Reduction of animal experiments through in-vitro modelling of multi-organ interactions
Many experimental therapies never reach the clinic because of unwanted side-effects or lack of therapeutic effects in animals or Phase-I clinical trials. To better predict these factors in the lab, this project will use a multi-organ-on-a-chip system to investigate the interaction between extracellular vesicle therapy and different organs in diabetic nephropathy.
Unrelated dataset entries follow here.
use std::env;
use std::sync::OnceLock;

#[derive(Clone, Debug)]
pub struct EnvConfig {
    pub db_url: String,
    pub jwt: JwtConfig,
    pub mail: MailConfig,
    pub admin_seed: Option<AdminSeed>,
}

#[derive(Clone, Debug)]
pub struct JwtConfig {
    pub secret: String,
    pub access_ttl_secs: i64,
    pub refresh_ttl_secs: i64,
}

#[derive(Clone, Debug)]
pub struct MailConfig {
    pub api_key: String,
    pub endpoint: String,
    pub from: String,
}

/// Superuser created at startup when both variables are present.
#[derive(Clone, Debug)]
pub struct AdminSeed {
    pub email: String,
    pub password: String,
}

impl EnvConfig {
    fn get_env(key: &str) -> String {
        env::var(key).unwrap_or_else(|_| panic!("Environment variable {} not set", key))
    }

    pub fn from_env() -> Self {
        dotenv::dotenv().ok();

        let db_url: String = Self::get_env("POSTGRES_URI");

        let admin_seed = match (env::var("ADMIN_EMAIL"), env::var("ADMIN_PASSWORD")) {
            (Ok(email), Ok(password)) => Some(AdminSeed { email, password }),
            _ => None,
        };

        EnvConfig {
            db_url,
            jwt: JwtConfig {
                secret: Self::get_env("JWT_SECRET"),
                access_ttl_secs: env::var("ACCESS_TTL_SECS")
                    .ok()
                    .and_then(|v| v.parse().ok())
                    .unwrap_or(15 * 60),
                refresh_ttl_secs: env::var("REFRESH_TTL_SECS")
                    .ok()
                    .and_then(|v| v.parse().ok())
                    .unwrap_or(7 * 24 * 60 * 60),
            },
            mail: MailConfig {
                api_key: Self::get_env("MAIL_API_KEY"),
                endpoint: env::var("MAIL_ENDPOINT")
                    .unwrap_or_else(|_| "https://api.resend.com/emails".to_string()),
                from: Self::get_env("MAIL_FROM"),
            },
            admin_seed,
        }
    }
}

pub static CONFIG: OnceLock<EnvConfig> = OnceLock::new();

#[allow(dead_code)]
pub fn config() -> &'static EnvConfig {
    CONFIG.get().expect("Not initialized")
}
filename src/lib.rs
pub mod config;
pub mod db;
pub mod types;
pub mod utils;
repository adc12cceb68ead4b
use log::{debug, info};
use reqwest::{Client, ClientBuilder};
use std::time::Instant;

use entity::account::Model as Account;

use crate::config::MailConfig;
use crate::types::error::AppError;
use crate::types::mail::SendEmail;

pub async fn send_email(cfg: &MailConfig, email: SendEmail) -> Result<String, AppError> {
    let payload = serde_json::to_string(&email)
        .map_err(|e| AppError::Mail(format!("serialize email failed: {e}")))?;

    let client: Client = ClientBuilder::new()
        .user_agent("account-service/1.0 (+reqwest)")
        .tcp_nodelay(true)
        .pool_idle_timeout(std::time::Duration::from_secs(30))
        .timeout(std::time::Duration::from_secs(30))
        .build()
        .map_err(|e| AppError::Mail(format!("build client failed: {e}")))?;

    debug!("[mail] -> POST {}", cfg.endpoint);
    debug!("[mail] body bytes: {}", payload.len());

    let t0 = Instant::now();
    let res = client
        .post(&cfg.endpoint)
        .bearer_auth(&cfg.api_key) // do NOT log the key
        .header("Content-Type", "application/json")
        .body(payload)
        .send()
        .await
        .map_err(|e| AppError::Mail(format!("send failed: {e}")))?;

    let status = res.status();
    let body = res
        .text()
        .await
        .map_err(|e| AppError::Mail(format!("read body failed: {e}")))?;

    info!("[mail] <- status: {status} in {} ms", t0.elapsed().as_millis());

    if status.is_success() {
        Ok(body)
    } else {
        Err(AppError::Mail(format!("mail API error: HTTP {status}: {body}")))
    }
}

/// Send a plain-text message to the account's address.
pub async fn notify(
    cfg: &MailConfig,
    account: &Account,
    subject: &str,
    text: &str,
) -> Result<String, AppError> {
    send_email(
        cfg,
        SendEmail {
            from: cfg.from.clone(),
            to: vec![account.email.clone()],
            subject: subject.to_string(),
            text: Some(text.to_string()),
            ..Default::default()
        },
    )
    .await
}
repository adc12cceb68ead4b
use sea_orm::entity::prelude::*;
use serde::{Deserialize, Serialize};

#[derive(Debug, Clone, PartialEq, DeriveEntityModel, Serialize, Deserialize)]
#[sea_orm(table_name = "account")]
pub struct Model {
    #[sea_orm(primary_key, auto_increment = false)]
    pub id: Uuid,
    #[sea_orm(unique, indexed)]
    pub email: String,
    pub first_name: String,
    pub last_name: String,
    #[sea_orm(unique, nullable)]
    pub phone_number: Option<String>,
    #[serde(skip_serializing)]
    pub password_hash: String,
    pub is_staff: bool,
    pub is_superuser: bool,
    pub is_active: bool,
    pub date_joined: DateTimeUtc,
}

#[derive(Copy, Clone, Debug, EnumIter, DeriveRelation)]
pub enum Relation {}

impl ActiveModelBehavior for ActiveModel {}

impl Model {
    /// "first last" trimmed, or the email when both names are blank.
    pub fn display_name(&self) -> String {
        let full = format!("{} {}", self.first_name, self.last_name);
        let full = full.trim();
        if full.is_empty() {
            self.email.clone()
        } else {
            full.to_string()
        }
    }

    /// First name, or the local part of the email.
    pub fn short_name(&self) -> String {
        if self.first_name.is_empty() {
            self.email
                .split('@')
                .next()
                .unwrap_or(&self.email)
                .to_string()
        } else {
            self.first_name.clone()
        }
    }
}
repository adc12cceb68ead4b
use account_service::config::{EnvConfig, CONFIG};
use account_service::db::postgres_service::PostgresService;
use account_service::types::account::AccountCreate;
use account_service::types::error::AppError;
use log::info;

#[tokio::main]
async fn main() -> Result<(), AppError> {
    env_logger::init();
    let config = EnvConfig::from_env();
    CONFIG.set(config.clone()).ok();

    let db = PostgresService::new(&config.db_url).await?;

    // Seed the bootstrap superuser if one was configured. Safe to run on
    // every start: an existing email just skips the seed.
    if let Some(seed) = &config.admin_seed {
        let payload = AccountCreate {
            email: seed.email.clone(),
            password: seed.password.clone(),
            ..Default::default()
        };
        match db.create_superuser(payload).await {
            Ok(admin) => info!("Seeded superuser {}", admin.email),
            Err(AppError::AlreadyExists) => {
                info!("Superuser {} already present, skipping seed", seed.email)
            }
            Err(e) => return Err(e),
        }
    }

    Ok(())
}
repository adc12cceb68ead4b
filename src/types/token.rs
use serde::{Deserialize, Serialize};
use std::fmt;
use uuid::Uuid;

#[derive(Serialize, Deserialize, Copy, Clone, PartialEq, Eq, Debug)]
#[serde(rename_all = "lowercase")]
pub enum TokenKind {
    Access,
    Refresh,
}

impl fmt::Display for TokenKind {
    fn fmt(&self, f: &mut fmt::Formatter<'_>) -> fmt::Result {
        match self {
            TokenKind::Access => write!(f, "access"),
            TokenKind::Refresh => write!(f, "refresh"),
        }
    }
}

/// JWT claims for both halves of a session pair.
#[derive(Serialize, Deserialize, Debug)]
pub struct Claims {
    pub sub: Uuid,
    pub email: String,
    pub typ: TokenKind,
    pub iat: i64,
    pub exp: i64,
    pub jti: Uuid,
}

#[derive(Serialize, Deserialize, Debug)]
pub struct TokenPair {
    pub refresh: String,
    pub access: String,
}
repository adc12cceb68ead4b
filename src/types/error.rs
use sea_orm::DbErr;
use thiserror::Error;

#[derive(Debug, Error)]
pub enum AppError {
    // caller mistakes
    #[error("already exists")]
    AlreadyExists,
    #[error("not found")]
    NotFound,
    #[error("validation error: {0}")]
    Validation(String),

    // infra things
    #[error(transparent)]
    Db(DbErr),
    #[error("token error: {0}")]
    Token(#[from] jsonwebtoken::errors::Error),
    #[error("mail error: {0}")]
    Mail(String),
    #[error("internal error: {0}")]
    Internal(String),
}

impl From<DbErr> for AppError {
    fn from(e: DbErr) -> Self {
        match &e {
            DbErr::RecordNotFound(_) => AppError::NotFound,
            _ => AppError::Db(e),
        }
    }
}

impl From<argon2::password_hash::Error> for AppError {
    fn from(e: argon2::password_hash::Error) -> Self {
        AppError::Internal(format!("password hashing failed: {e}"))
    }
}
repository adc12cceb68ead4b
pub mod account;
pub mod account;
pub mod postgres_service;
//! alquran.cloud API client
//!
//! Fetches the surah index, surah text with recitation audio, and tafsir.
//! The surah index never changes between requests, so it is memoized.

use reqwest::Client;
use serde::Deserialize;
use std::sync::Arc;

use super::{get_json, FetchError, Surah, SurahDetails};
use crate::cache::{TimedCache, DEFAULT_CACHE_TTL};

/// Base URL for the alquran.cloud API
const ALQURAN_BASE_URL: &str = "https://api.alquran.cloud/v1";

/// Edition providing Arabic text with Mishary Alafasy's recitation
const RECITATION_EDITION: &str = "ar.alafasy";

/// Edition providing Tafsir al-Muyassar
const TAFSIR_EDITION: &str = "ar.muyassar";

/// Cache key for the surah index
const SURAHS_CACHE_KEY: &str = "surahs";

/// Number of surahs in the Quran
pub const SURAH_COUNT: u16 = 114;

#[derive(Debug, Deserialize)]
struct TafsirAyah {
    text: String,
}

/// Client for fetching Quran content
#[derive(Debug, Clone)]
pub struct QuranClient {
    client: Client,
    base_url: String,
    surahs: Arc<TimedCache<Vec<Surah>, FetchError>>,
}

impl Default for QuranClient {
    fn default() -> Self {
        Self::new()
    }
}

impl QuranClient {
    /// Create a new QuranClient with default settings
    pub fn new() -> Self {
        Self {
            client: Client::new(),
            base_url: ALQURAN_BASE_URL.to_string(),
            surahs: Arc::new(TimedCache::new(DEFAULT_CACHE_TTL)),
        }
    }

    /// Override the API base URL
    pub fn with_base_url(mut self, base_url: impl Into<String>) -> Self {
        self.base_url = base_url.into();
        self
    }

    fn url(&self, path: &str) -> String {
        format!("{}/{}", self.base_url.trim_end_matches('/'), path)
    }

    /// Fetch the index of all surahs, memoized for the cache window
    pub async fn get_all_surahs(&self) -> Result<Vec<Surah>, FetchError> {
        let client = self.client.clone();
        let url = self.url("surah");

        self.surahs
            .get_or_fetch(SURAHS_CACHE_KEY, move || async move {
                get_json(&client, &url).await
            })
            .await
    }

    /// Fetch the Arabic text and recitation audio of one surah
    pub async fn get_surah_details(&self, number: u16) -> Result<SurahDetails, FetchError> {
        check_surah_number(number)?;
        let url = self.url(&format!("surah/{}/{}", number, RECITATION_EDITION));
        get_json(&self.client, &url).await
    }

    /// Fetch the tafsir for one ayah, addressed by its number within the surah
    pub async fn get_tafsir(&self, surah: u16, ayah_in_surah: u16) -> Result<String, FetchError> {
        check_surah_number(surah)?;
        if ayah_in_surah == 0 {
            return Err(FetchError::InvalidRequest(
                "ayah numbers start at 1".to_string(),
            ));
        }

        let url = self.url(&format!("ayah/{}:{}/{}", surah, ayah_in_surah, TAFSIR_EDITION));
        let ayah: TafsirAyah = get_json(&self.client, &url).await?;
        Ok(ayah.text)
    }
}

fn check_surah_number(number: u16) -> Result<(), FetchError> {
    if (1..=SURAH_COUNT).contains(&number) {
        Ok(())
    } else {
        Err(FetchError::InvalidRequest(format!(
            "surah number {} is outside 1-{}",
            number, SURAH_COUNT
        )))
    }
}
With the aging population and Western lifestyle, diabetes and diabetes-associated diseases are rising to epidemic proportions. Diabetic nephropathy results from chronic diabetes, and is the leading cause of end-stage kidney disease. Great social and economic burden associated with kidney diseases urge for novel therapies. Stem cell-based regenerative medicine, including stem cell-derived extracellular vesicles (EV), may provide such therapies. For development and subsequent human translation of these therapies, representative animal models are indispensable to gain comprehensive understanding on molecular mechanisms and potential (unwanted, indirect) effects in off-target organs. However, testing candidate therapies in animals is expensive, time-consuming, and associated with ethical concerns. Reduction of animals by stringent pre-selection of potential therapies is therefore needed. Based on recent developments in microfluidics (TissUse), 3D organoid culturing and EV biology (UMC Utrecht), they will develop a human “Multi-Organ-on-a-Chip” platform combining kidney, liver and pancreas physiology. As diabetic nephropathy originates from a systemic disease, such a system is excellently suited to assess therapeutic efficacy of EV-based regenerative therapies in a systemic environment.
To this end, this project will develop a chip-based model functionally combining liver, pancreas and kidney proximal physiology in health and disease. In this model, experimental EV-based therapy will be applied, and functional and molecular effects in each organ will be evaluated.